Speaker launches gay rights group Kaleidoscope
New gay rights group Kaleidoscope has been launched by its honorary president Speaker John Bercow.
A reception was held in parliament last night to celebrate the new non-profit organisation, which seeks to help LGBT people and rights movements around the world.
Mr Bercow said: “ Discrimination, abuse, threats, incarceration, violence, torture and death are still very much part of the daily diet that is meted out to a large number of lesbian, gay, bisexual and transgender people in countries across the world.”
Labour leader Ed Miliband also spoke, calling the new initiative “incredibly important”.
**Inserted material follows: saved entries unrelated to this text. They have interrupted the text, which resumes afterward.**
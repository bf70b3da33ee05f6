//! Saga error taxonomy.
//!
//! Every variant carries a machine-readable `code()`. Codes end up in the
//! idempotency ledger's verdict snapshots, so a replayed request surfaces
//! the identical code the first submission did.

use super::status::FailureKind;
use crate::idempotency::IdempotencyError;
use crate::movement::MovementError;
use thiserror::Error;

#[derive(Error, Debug, Clone, PartialEq)]
pub enum SagaError {
    /// Rejected before any transfer row existed or any remote call ran.
    #[error("{0}")]
    Validation(String),

    /// The account service rejected the debit; nothing moved.
    #[error("Transfer rejected: {0}")]
    Rejected(MovementError),

    /// The saga ran and gave up; the transfer row is Failed and
    /// [`FailureKind`] says what happened to the money.
    #[error("Transfer {transfer_id} failed ({kind}): {message}")]
    Failed {
        transfer_id: i64,
        kind: FailureKind,
        message: String,
    },

    /// Replay of a key whose first submission has not recorded a verdict
    /// yet. The caller retries later; money never moves twice.
    #[error("A submission with this request key is still being processed")]
    ReplayPending,

    /// Replay of a key whose first submission failed. Carries the recorded
    /// verdict unchanged.
    #[error("{message}")]
    ReplayedFailure { code: String, message: String },

    #[error("Transfer {0} not found")]
    TransferNotFound(i64),

    #[error("Store error: {0}")]
    Store(String),

    #[error("Publish error: {0}")]
    Publish(String),
}

impl SagaError {
    pub fn code(&self) -> &str {
        match self {
            SagaError::Validation(_) => "VALIDATION_ERROR",
            SagaError::Rejected(err) => err.code(),
            SagaError::Failed { kind, .. } => kind.code(),
            SagaError::ReplayPending => "REPLAY_PENDING",
            SagaError::ReplayedFailure { code, .. } => code,
            SagaError::TransferNotFound(_) => "TRANSFER_NOT_FOUND",
            SagaError::Store(_) => "STORE_ERROR",
            SagaError::Publish(_) => "PUBLISH_ERROR",
        }
    }
}

impl From<sqlx::Error> for SagaError {
    fn from(err: sqlx::Error) -> Self {
        SagaError::Store(err.to_string())
    }
}

impl From<IdempotencyError> for SagaError {
    fn from(err: IdempotencyError) -> Self {
        match err {
            IdempotencyError::EmptyKey => {
                SagaError::Validation("Request key cannot be empty".to_string())
            }
            other => SagaError::Store(other.to_string()),
        }
    }
}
Bisi Alimi, a Nigerian man who was beaten and threatened with death when he came out, told the crowd that Kaleidoscope has a new approach to human rights work.
He said: “I am tired of international organisations coming to Africa to tell us what to do. Kaleidoscope is coming to Africa to say, ‘What do you want us to do?’, and that is the most important thing.
“Please support Kaleidoscope. We have a mission, we have a vision, but without you we might not be able to get it.”
The 120 attendees included senior politicians, human rights activists and well-known faces from the gay community.
Elton John and George Michael did not attend and organisers said details of the guest list had been “misreported”.
But one notable absence was gay rights campaigner Peter Tatchell, who said he had been barred from attending.
Mr Tatchell, who has never been invited to LGBT receptions in parliament, told PinkNews.co.uk: “I gave [director] Lance Price and Kaleidoscope lots of help when they first discussed setting up a long time ago – including masses of contacts, such as African LGBT activists.”
Mr Price said the Speaker’s office bore responsibility for the event’s guestlist.
He added: “If it wasn’t for Peter, we wouldn’t all be here tonight. He was one of the first people I spoke to when setting up. Peter’s been brilliantly supportive of Kaleidoscope and we’re going to have a really good relationship.
“The more people we have working in their own ways, the more chance we have of protecting people.”